About
My new blog is guaranteed to provide none of the following: Advice to advance your career or improve your relationships; tips to increase your net worth. It doesn't have links to designer clothes discounts. It even has a depressing topic: chronicling the year of mourning for my mother. But here’s why you might want to peek . . .
You might believe, as I do, that in some respects life is not personal, a view shared by bedfellows as strange as French philosopher Gilles Deleuze and Cosmo editor Helen Gurley Brown who believed writers' "emotional stories," as she called them, made readers feel less alone. (For story ideas, she actually kept 2 binders labeled “Emo” and “Non-Emo.” True story.)
I know that what’s happened to me has happened to others—watching Alzheimer’s take my mother before she actually died, needing to unravel an intensely identified mother/daughter bond, excavating the family home to find bizarre surprises, seeking future direction in the truth of the past, all the while juggling life’s ongoing priorities; in my case, raising my daughter, managing a career and getting in a Pilates class now and then.

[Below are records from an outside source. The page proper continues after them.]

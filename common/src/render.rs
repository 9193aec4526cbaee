//! The per-frame pipeline: extract → order → encode → optional shuffle.

use crate::{
    AddressEncoder, ClipPolicy, Frame, Orderer, Prefix, Technique, Wave,
    decode::{DecodedFrame, Rgba16Image},
    pixel,
};
use std::time::Duration;

/// Everything that decides which addresses an image turns into.
#[derive(Clone, Debug)]
pub struct RenderConfig {
    pub prefix: Prefix,
    pub offset: (i32, i32),
    pub technique: Technique,
    pub wave: Wave,
    pub clip: ClipPolicy,
    /// Shuffle each frame's addresses after ordering.
    pub shuffle: bool,
    pub seed: Option<u64>,
}

pub struct Renderer {
    orderer: Orderer,
    encoder: AddressEncoder,
    shuffle: bool,
}

impl Renderer {
    pub fn new(config: &RenderConfig) -> Self {
        Self {
            orderer: Orderer::new(config.technique, config.wave, config.seed),
            encoder: AddressEncoder::new(config.prefix, config.offset, config.clip),
            shuffle: config.shuffle,
        }
    }

    pub fn render(&mut self, image: &Rgba16Image, delay: Duration) -> Frame {
        let mut pixels = pixel::extract(image);
        self.orderer.order(&mut pixels, image.dimensions());

        let mut addrs = self.encoder.encode_all(&pixels);
        if self.shuffle {
            self.orderer.shuffle(&mut addrs);
        }

        Frame::new(addrs, delay)
    }

    /// Renders decoded frames, using `default_delay` where a frame has none.
    pub fn render_all(&mut self, decoded: &[DecodedFrame], default_delay: Duration) -> Vec<Frame> {
        decoded
            .iter()
            .map(|frame| self.render(&frame.image, frame.delay.unwrap_or(default_delay)))
            .collect()
    }
}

I hope that my efforts to investigate these experiences yield a bit of clarity, perspective, and perhaps a few good laughs to interested others. Maybe it will help some feel less alone. And so, in the spirit of Helen, this is an “Emo” story.
So that’s what’s in it for you. As for me, fueled by love of language, I believe that words change how we see the world, making things visible that weren’t visible before. So suppose I chronicle this year not only to keep my mother in my mind’s eye but also make a complex, elusive person more visible. Her impact was incalculable and my blog is an effort, fragmented though it may be, to take its measure.